The company deals with auto, sport and outdoor leisure products in Australia and New Zealand and has brands such as Supercheap Auto, Macpac, Boating Camping and Fishing (BF) and Rebel sport.
SRG acquired Rays in 2010 and was merged with Macpac in 2018. Rebel sport was also as a result of a merger between Amart Sports and Rebel Sports in 2011(Super Retail Group, 2020).
Super retail derives its sales from retail stores and online sales.
The Company is headed by Anthony Heraghty
The biggest shareholder in the company is Reg Rowe with 29% of total shares.
Kathmandu is a leading retailer founded in 1987 and operating in Australia and New Zealand with headquarters in Christchurch and a second one in Melbourne.
The company retails travel and adventure outdoor apparel and equipment. The various brands are Rip curl, Kathmandu and Oboz.

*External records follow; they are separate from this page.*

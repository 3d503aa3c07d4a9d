/// Clock signal the frame counter sends to the channels on a given cycle.
/// A half-frame clock also clocks the quarter-frame units.
#[derive(Debug, Clone, Copy, PartialEq, Eq)]
pub enum FrameClock {
    None,
    Quarter,
    Half,
}

// Step boundaries in CPU cycles, for 4-step and 5-step modes
const STEP_CYCLES: [[u32; 6]; 2] = [
    [7457, 14913, 22371, 29828, 29829, 29830],
    [7457, 14913, 22371, 29829, 37281, 37282],
];

const STEP_CLOCKS: [FrameClock; 6] = [
    FrameClock::Quarter,
    FrameClock::Half,
    FrameClock::Quarter,
    FrameClock::None,
    FrameClock::Half,
    FrameClock::None,
];

/// Frame counter ($4017): sequences envelope, sweep and length counter clocks
/// and raises the frame IRQ in 4-step mode.
#[derive(Debug, Clone, Copy, PartialEq, Eq, bincode::Encode, bincode::Decode)]
pub struct FrameCounter {
    five_step: bool,
    step: usize,
    cycle: u32,
    irq_inhibit: bool,
    irq_flag: bool,
    /// Written value waiting for its 3-4 cycle delay
    new_value: Option<u8>,
    write_delay: u8,
    /// Cycles during which another frame clock is suppressed
    block_ticks: u8,
    last_write: u8,
}

impl Default for FrameCounter {
    fn default() -> Self {
        Self::new()
    }
}

impl FrameCounter {
    /// Power-on: behaves as if $00 was written just before the first cycle
    pub fn new() -> Self {
        Self {
            five_step: false,
            step: 0,
            cycle: 0,
            irq_inhibit: false,
            irq_flag: false,
            new_value: Some(0x00),
            write_delay: 3,
            block_ticks: 0,
            last_write: 0x00,
        }
    }

    /// Soft reset re-applies the last value written to $4017
    pub fn reset(&mut self) {
        let last_write = self.last_write;
        *self = Self::new();
        self.last_write = last_write;
        self.new_value = Some(last_write);
        self.irq_inhibit = last_write & 0x40 != 0;
    }

    /// Write to $4017
    /// Bit 7: Mode (0 = 4-step, 1 = 5-step)
    /// Bit 6: IRQ inhibit (1 = disable IRQ)
    pub fn write_register(&mut self, value: u8, cpu_cycle: u64) {
        self.last_write = value;
        self.new_value = Some(value);
        // The sequencer restarts 3 cycles later if written on an even cycle, 4 if odd
        self.write_delay = if cpu_cycle & 0x01 == 1 { 4 } else { 3 };
        self.irq_inhibit = value & 0x40 != 0;
        if self.irq_inhibit {
            self.irq_flag = false;
        }
    }

    /// Clock the frame counter by one CPU cycle
    pub fn clock(&mut self) -> FrameClock {
        let mut event = FrameClock::None;
        let mode = self.five_step as usize;

        self.cycle += 1;
        if self.cycle == STEP_CYCLES[mode][self.step] {
            // The IRQ flag is asserted on the last three cycles of a 4-step frame
            if !self.five_step && self.step >= 3 && !self.irq_inhibit {
                self.irq_flag = true;
            }
            let clock = STEP_CLOCKS[self.step];
            if clock != FrameClock::None && self.block_ticks == 0 {
                event = clock;
                self.block_ticks = 2;
            }
            self.step += 1;
            if self.step == STEP_CLOCKS.len() {
                self.step = 0;
                self.cycle = 0;
            }
        }

        if let Some(value) = self.new_value {
            self.write_delay -= 1;
            if self.write_delay == 0 {
                self.five_step = value & 0x80 != 0;
                self.step = 0;
                self.cycle = 0;
                self.new_value = None;
                // 5-step mode clocks all units immediately
                if self.five_step && self.block_ticks == 0 {
                    event = FrameClock::Half;
                    self.block_ticks = 2;
                }
            }
        }

        if self.block_ticks > 0 {
            self.block_ticks -= 1;
        }
        event
    }

    pub fn is_valid(&self) -> bool {
        self.step < STEP_CLOCKS.len()
    }

    pub fn irq_flag(&self) -> bool {
        self.irq_flag
    }

    pub fn clear_irq(&mut self) {
        self.irq_flag = false;
    }

    pub fn five_step(&self) -> bool {
        self.five_step
    }
}
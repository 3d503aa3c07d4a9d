/// Standard controller button, numbered by its position in the report
#[derive(Copy, Clone, Debug, PartialEq, Eq)]
pub enum Button {
    A = 0,
    B = 1,
    Select = 2,
    Start = 3,
    Up = 4,
    Down = 5,
    Left = 6,
    Right = 7,
}

/// Standard controller (joypad)
///
/// The controller is an 8-bit parallel-in/serial-out shift register.
/// While the strobe input is high the register is continuously reloaded from the
/// buttons, so every read returns the live state of A. When strobe drops, each read
/// shifts out the next button; after eight reads the serial input feeds 1s.
#[derive(Debug, Clone, Default, bincode::Encode, bincode::Decode)]
pub struct Joypad {
    strobe: bool,
    shift_register: u8,
    button_states: u8, // Bitfield: [Right, Left, Down, Up, Start, Select, B, A]
}

impl Joypad {
    pub fn new() -> Self {
        Self::default()
    }

    /// Strobe input (bit 0 of a $4016 write)
    pub fn write_strobe(&mut self, value: u8) {
        self.strobe = value & 0x01 != 0;
        if self.strobe {
            self.shift_register = self.button_states;
        }
    }

    /// Serial output (bit 0 of a $4016/$4017 read)
    pub fn read(&mut self) -> u8 {
        if self.strobe {
            // Parallel load is still active: bit 0 follows the A button
            self.shift_register = self.button_states;
            return self.shift_register & 0x01;
        }

        let bit = self.shift_register & 0x01;
        self.shift_register = (self.shift_register >> 1) | 0x80;
        bit
    }

    /// Set the state of a single button
    pub fn set_button(&mut self, button: Button, pressed: bool) {
        let bit = button as u8;
        if pressed {
            self.button_states |= 1 << bit;
        } else {
            self.button_states &= !(1 << bit);
        }
    }

    /// Replace the whole button report at once
    pub fn set_buttons(&mut self, states: u8) {
        self.button_states = states;
    }

    pub fn buttons(&self) -> u8 {
        self.button_states
    }
}

/// The two controller ports at $4016 and $4017
#[derive(Debug, Clone, Default, bincode::Encode, bincode::Decode)]
pub struct Joypads {
    ports: [Joypad; 2],
}

impl Joypads {
    pub fn new() -> Self {
        Self::default()
    }

    /// A $4016 write strobes both ports
    pub fn write_strobe(&mut self, value: u8) {
        for port in &mut self.ports {
            port.write_strobe(value);
        }
    }

    /// Read port 0 ($4016) or port 1 ($4017); only bit 0 is driven
    pub fn read(&mut self, port: usize) -> u8 {
        self.ports[port & 1].read()
    }

    pub fn port_mut(&mut self, port: usize) -> &mut Joypad {
        &mut self.ports[port & 1]
    }

    pub fn port(&self, port: usize) -> &Joypad {
        &self.ports[port & 1]
    }
}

Kathmandu was listed in Australian and NZ stock exchanges in 2009.
The company purchased Oboz Footwear in 2018. in 2019, it bought Australian surf brand, Rip Curl(RC) at A$350 million (Kathmandu Holdings, 2020)
The current CEOs are Xavier Simonet (Group Chief Executive Officer of Kathmandu Holdings Ltd), Reuben Casey (Chief Executive Officer of Kathmandu), Michael Daly (Chief Executive Officer of Rip Curl), Amy Beck (President of Oboz) , David Kirk (Chairman of the Board)
Super Retail Group Limited is a retail company operating in Australia and New Zealand. The company’s major activities include selling auto parts, tools, and equipment, selling boating, camping and outdoor equipment, fishing and sport equipment and apparel. It was formed in 1972 in Australia.
The company has grown through a number of mergers such as buying Rays and merging it with Macpac in 2010 as well as Amart and Rebel sports in 2011.
The company has five segments. The first one is Supercheap Auto which sells auto parts and accessories. The second one is BCF which deals with boats, camping, and outdoor equpments. The third one is Rebel which deals with sporting equipment. The last one is Macpac which deals with camping and outdoor equipment and apparel.
Kathmandu Holdings Limited was formed in 1987. The giant company deals with travel and outdoor equipment. The company has been able to purchase a number of companies to widen its revenue sources such as Oboz in2018 and Rip Curl in 2019. KHL has 3 entities, namely Kathmandu, Rip Curl and Oboz. The company is headed by a CEO who oversees the overall operations of the company.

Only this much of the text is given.